The amount of carbohydrates the body needs depends on body weight and the intensity of physical activity. With an hour of strength training per day, between 5 and 7 grams of carbohydrates per kilogram of body weight should be on the daily menu.
However, this only applies to moderate training, i.e. training below maximum effort. With up to three hours of training, it is 6 to 10 grams.
Ideally, strength athletes should pay attention not only to protein and carbohydrates in their diet, but also to a mixed diet with plenty of fluids and variety. The food pyramid of the German Nutrition Society can help here, for example.
Advice: It may make sense to coordinate your nutrition plan with a nutritionist to take individual needs into account as best as possible.
What food is good for building muscle?
The ideal muscle-building diet contains all the important nutrients, especially enough carbohydrates and protein. But when it comes to protein, it’s not just the amount that matters. It also depends on the type of protein supplier.

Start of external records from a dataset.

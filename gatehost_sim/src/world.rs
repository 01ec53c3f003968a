//! SimWorld - The simulation harness container.
//!
//! One `ListenServer` authority and any number of `Client` replicas share a
//! virtual clock and a central router. Every frame a session sends lands in
//! the router first; `step()` applies partitions, loss and latency before
//! handing it to the recipient's inbox.

use crate::constructs::SimConstruct;
use crate::context::SimContext;
use crate::error::SimError;
use crate::network::{Directory, NetworkMessage, SimNetwork, SimNetworkController};

use gatehost_core::{
    Configuration, ConstructId, LinkKind, Role, Session, SessionHooks, SessionOptions,
    SessionState,
};
use gatehost_env::{ChannelFrame, HostContext, NodeId};
use serde::Serialize;
use std::sync::{Arc, RwLock};
use std::time::Duration;
use tokio::sync::mpsc;
use tracing::{debug, trace};

pub type SimSession = Session<SimConstruct, SimContext, SimNetwork>;

/// Configuration for a simulation run.
#[derive(Debug, Clone)]
pub struct SimConfig {
    /// Master seed for determinism
    pub seed: u64,

    /// Number of client replicas to spawn
    pub num_replicas: usize,

    /// Tick rate in Hz
    pub tick_rate_hz: u32,

    /// Loss rate applied to every link (0.0 - 1.0)
    pub loss_rate: f64,

    /// Delivery delay applied to every link, in ticks
    pub latency_ticks: u64,

    /// Ticks between push resyncs from the authority
    pub resync_interval_ticks: u64,

    /// Background sweeps allowed at once per session
    pub max_concurrent_sweeps: usize,
}

impl Default for SimConfig {
    fn default() -> Self {
        Self {
            seed: 42,
            num_replicas: 3,
            tick_rate_hz: 60,
            loss_rate: 0.0,
            latency_ticks: 0,
            resync_interval_ticks: 60,
            max_concurrent_sweeps: 1,
        }
    }
}

impl SimConfig {
    /// Session configuration every endpoint starts with.
    pub fn session_config(&self) -> Configuration {
        Configuration {
            max_concurrent_sweeps: self.max_concurrent_sweeps,
            resync_interval_ticks: self.resync_interval_ticks,
            tick_rate_hz: self.tick_rate_hz,
            startup_grace_ticks: 2,
            client_first_update_tick: 2,
            ..Default::default()
        }
    }
}

/// Router counters.
#[derive(Debug, Clone, Copy, Default, Serialize)]
pub struct RouterStats {
    pub routed: u64,
    pub delivered: u64,
    pub dropped_partition: u64,
    pub dropped_loss: u64,
    pub dropped_unknown: u64,
}

impl RouterStats {
    pub fn dropped(&self) -> u64 {
        self.dropped_partition + self.dropped_loss + self.dropped_unknown
    }
}

struct NodeHooks {
    node: NodeId,
}

impl SessionHooks for NodeHooks {
    fn on_state_change(&self, from: SessionState, to: SessionState) {
        debug!(node = %self.node, ?from, ?to, "sim session state");
    }
}

/// Handle to a simulated endpoint.
pub struct SimNode {
    /// Endpoint's node ID
    pub id: NodeId,

    pub session: SimSession,

    /// Sender to deliver frames to this endpoint
    inbox_tx: mpsc::Sender<(NodeId, ChannelFrame)>,
}

/// The SimWorld - container for the entire simulation.
pub struct SimWorld {
    /// Configuration
    pub config: SimConfig,

    /// Shared simulation context (virtual clock)
    pub context: Arc<SimContext>,

    /// Network controller for fault injection
    pub network_controller: SimNetworkController,

    /// The authority followed by the replicas, in join order
    nodes: Vec<SimNode>,

    directory: Directory,

    /// Central router sender (receives all outgoing frames)
    router_tx: mpsc::Sender<NetworkMessage>,

    /// Central router receiver
    router_rx: mpsc::Receiver<NetworkMessage>,

    /// Frames held back by link latency, with their due tick
    in_flight: Vec<(u64, NetworkMessage)>,

    stats: RouterStats,

    /// Current tick count
    tick_count: u64,

    next_construct_id: ConstructId,
}

impl SimWorld {
    /// Creates a new SimWorld, loads the authority and every replica.
    pub fn new(config: SimConfig) -> Result<Self, SimError> {
        let context = SimContext::shared(config.seed);
        let network_controller = SimNetworkController::new();
        network_controller.set_default_loss(config.loss_rate);

        // Create central router channel
        let (router_tx, router_rx) = mpsc::channel::<NetworkMessage>(10000);

        let mut world = Self {
            config,
            context,
            network_controller,
            nodes: Vec::new(),
            directory: Arc::new(RwLock::new(Vec::new())),
            router_tx,
            router_rx,
            in_flight: Vec::new(),
            stats: RouterStats::default(),
            tick_count: 0,
            next_construct_id: 1,
        };

        world.spawn_node(Role::ListenServer)?;
        for _ in 0..world.config.num_replicas {
            world.spawn_node(Role::Client)?;
        }
        Ok(world)
    }

    /// Joins one more replica. It asks the authority for a full sync on start.
    pub fn add_replica(&mut self) -> Result<NodeId, SimError> {
        self.spawn_node(Role::Client)
    }

    fn spawn_node(&mut self, role: Role) -> Result<NodeId, SimError> {
        let id = NodeId::from_seed(self.nodes.len() as u64);
        let server_id = self.nodes.first().map(|n| n.id).unwrap_or(id);
        let (inbox_tx, inbox_rx) = mpsc::channel(1000);

        self.directory.write().unwrap_or_else(std::sync::PoisonError::into_inner).push(id);
        let network = Arc::new(SimNetwork::new(
            id,
            server_id,
            self.router_tx.clone(),
            inbox_rx,
            Arc::clone(&self.directory),
        ));

        let options = SessionOptions::new(role)
            .namespace("gatehost-sim")
            .config(self.config.session_config())
            .hooks(Arc::new(NodeHooks { node: id }));
        let mut session = Session::new(Arc::clone(&self.context), network, options);
        session.load()?;
        session.before_start()?;

        debug!(node = %id, %role, "endpoint joined");
        self.nodes.push(SimNode { id, session, inbox_tx });
        Ok(id)
    }

    /// Registers `count` fresh constructs on the authority, each comm-linked
    /// to the one before it.
    pub fn spawn_constructs(&mut self, count: usize) -> Vec<ConstructId> {
        let mut spawned = Vec::with_capacity(count);
        for _ in 0..count {
            let id = self.next_construct_id();
            let mut construct = SimConstruct::new(id);
            if id > 1 {
                construct = construct.with_links(LinkKind::Comm, [id - 1]);
            }
            if self.add_construct(construct) {
                spawned.push(id);
            }
        }
        spawned
    }

    /// Registers a construct on the authority. False if the id is taken.
    pub fn add_construct(&mut self, construct: SimConstruct) -> bool {
        let id = construct.id;
        self.next_construct_id = self.next_construct_id.max(id + 1);
        self.authority().add_construct(construct).is_ok()
    }

    /// Reserves the next unused construct id.
    pub fn next_construct_id(&mut self) -> ConstructId {
        let id = self.next_construct_id;
        self.next_construct_id += 1;
        id
    }

    /// Advances simulation by one tick.
    ///
    /// Frames sent during tick N are delivered and handled during tick N+1,
    /// before any session's before-phase.
    pub fn step(&mut self) -> Result<(), SimError> {
        let dt = 1.0 / self.config.tick_rate_hz.max(1) as f64;

        // Advance virtual time
        self.context.advance_time(Duration::from_secs_f64(dt));
        self.tick_count += 1;

        self.process_network();
        for node in &self.nodes {
            node.session.poll_network();
        }
        for node in &mut self.nodes {
            node.session.before_simulation()?;
        }
        let frame = self.tick_count;
        for node in &mut self.nodes {
            node.session.after_simulation(frame)?;
        }
        Ok(())
    }

    /// Runs `ticks` steps.
    pub fn run(&mut self, ticks: u64) -> Result<(), SimError> {
        for _ in 0..ticks {
            self.step()?;
        }
        Ok(())
    }

    /// Routes pending frames through partitions, loss and latency.
    pub fn process_network(&mut self) {
        // Drain all pending messages
        while let Ok(msg) = self.router_rx.try_recv() {
            self.stats.routed += 1;

            // Check partition
            if !self.network_controller.can_communicate(msg.from, msg.to) {
                self.stats.dropped_partition += 1;
                continue;
            }

            let loss = self.network_controller.get_loss(msg.from, msg.to);
            if loss > 0.0 && self.context.chance(loss) {
                self.stats.dropped_loss += 1;
                trace!(from = %msg.from, to = %msg.to, "frame lost");
                continue;
            }

            let latency = self
                .network_controller
                .get_latency(msg.from, msg.to)
                .max(self.config.latency_ticks);
            self.in_flight.push((self.tick_count + latency, msg));
        }

        let now = self.tick_count;
        let (due, held): (Vec<_>, Vec<_>) = std::mem::take(&mut self.in_flight)
            .into_iter()
            .partition(|(at, _)| *at <= now);
        self.in_flight = held;

        for (_, msg) in due {
            match self.nodes.iter().find(|n| n.id == msg.to) {
                Some(node) if node.inbox_tx.try_send((msg.from, msg.frame)).is_ok() => {
                    self.stats.delivered += 1;
                }
                _ => self.stats.dropped_unknown += 1,
            }
        }
    }

    /// Ids the authority is willing to replicate, sorted.
    pub fn authority_view(&self) -> Vec<ConstructId> {
        let mut ids: Vec<_> = self
            .authority()
            .registry()
            .replicable_snapshots(false)
            .into_iter()
            .map(|s| s.id)
            .collect();
        ids.sort_unstable();
        ids
    }

    /// Open construct ids held by replica `index`, sorted.
    pub fn replica_view(&self, index: usize) -> Result<Vec<ConstructId>, SimError> {
        let replica = self.replica(index)?;
        let mut ids: Vec<_> = replica
            .registry()
            .entries()
            .into_iter()
            .filter(|entry| !entry.lock().closed)
            .map(|entry| entry.id())
            .collect();
        ids.sort_unstable();
        Ok(ids)
    }

    /// Replicas whose view differs from the authority's.
    pub fn divergent_replicas(&self) -> usize {
        let expected = self.authority_view();
        (0..self.replica_count())
            .filter(|i| self.replica_view(*i).map_or(true, |view| view != expected))
            .count()
    }

    pub fn converged(&self) -> bool {
        self.divergent_replicas() == 0
    }

    /// Unloads every session, replicas first.
    pub fn shutdown(&mut self) -> Result<(), SimError> {
        for node in self.nodes.iter_mut().rev() {
            if node.session.state() != SessionState::Offline {
                node.session.unload()?;
            }
        }
        Ok(())
    }

    pub fn authority(&self) -> &SimSession {
        &self.nodes[0].session
    }

    pub fn authority_mut(&mut self) -> &mut SimSession {
        &mut self.nodes[0].session
    }

    pub fn authority_id(&self) -> NodeId {
        self.nodes[0].id
    }

    pub fn replica(&self, index: usize) -> Result<&SimSession, SimError> {
        self.nodes
            .get(index + 1)
            .map(|n| &n.session)
            .ok_or(SimError::NoSuchReplica(index))
    }

    pub fn replica_mut(&mut self, index: usize) -> Result<&mut SimSession, SimError> {
        self.nodes
            .get_mut(index + 1)
            .map(|n| &mut n.session)
            .ok_or(SimError::NoSuchReplica(index))
    }

    pub fn replica_ids(&self) -> Vec<NodeId> {
        self.nodes.iter().skip(1).map(|n| n.id).collect()
    }

    pub fn replica_count(&self) -> usize {
        self.nodes.len() - 1
    }

    pub fn router_stats(&self) -> RouterStats {
        self.stats
    }

    /// Returns the current simulation time in seconds.
    pub fn time(&self) -> f64 {
        self.context.now().as_secs_f64()
    }

    /// Returns the current tick count.
    pub fn tick_count(&self) -> u64 {
        self.tick_count
    }
}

Because not all proteins are created equal: Proteins consist of smaller units, so-called amino acids. There are many different amino acids. The body needs 20 different types to build new protein (even for new muscle).
He can do most of them himself. You get the eight so-called essential amino acids through food. Examples of dietary protein sources include:
- lean meats like poultry
- Low-fat milk and dairy products, such as low-fat quark or cottage cheese
- Legumes (beans, peas, lentils, soybeans)
- Grain products such as bread, pasta, and cereals, preferably the whole grain variety
Eggs contain all the amino acids your body needs, but they are only healthy if eaten in moderation. In most other foods, on the other hand, there are only certain amino acids.
Therefore, it is advisable to combine protein sources that complement each other in their amino acid composition. A skillfully composed dish can provide all the necessary amino acids.
Good combinations are for example:
- Potatoes with eggs or dairy (such as mashed potatoes or potatoes au gratin)
- Dairy products with cereals (for example, rice pudding, semolina pudding)
- Cereals with legumes (eg lentil stew or couscous with chickpeas)
- Cereals with eggs (such as pancakes or waffles)
- Low-fat fish or meat with pasta
Shortly after training (ideally within an hour), athletes should consume carbohydrates and protein. The following snacks, drinks and foods are suitable for this:
- banana milk
- Egg dishes with bread
- sugar free corn flakes
- Porridge (with oatmeal) with milk (butter)
- Cottage cheese with fruits
How much food to build muscle?
People who exercise have a higher daily energy requirement than people who are not athletes. The amount of energy (ie kilocalories) that a strength athlete should consume depends, among other things, on the degree of exertion and body weight.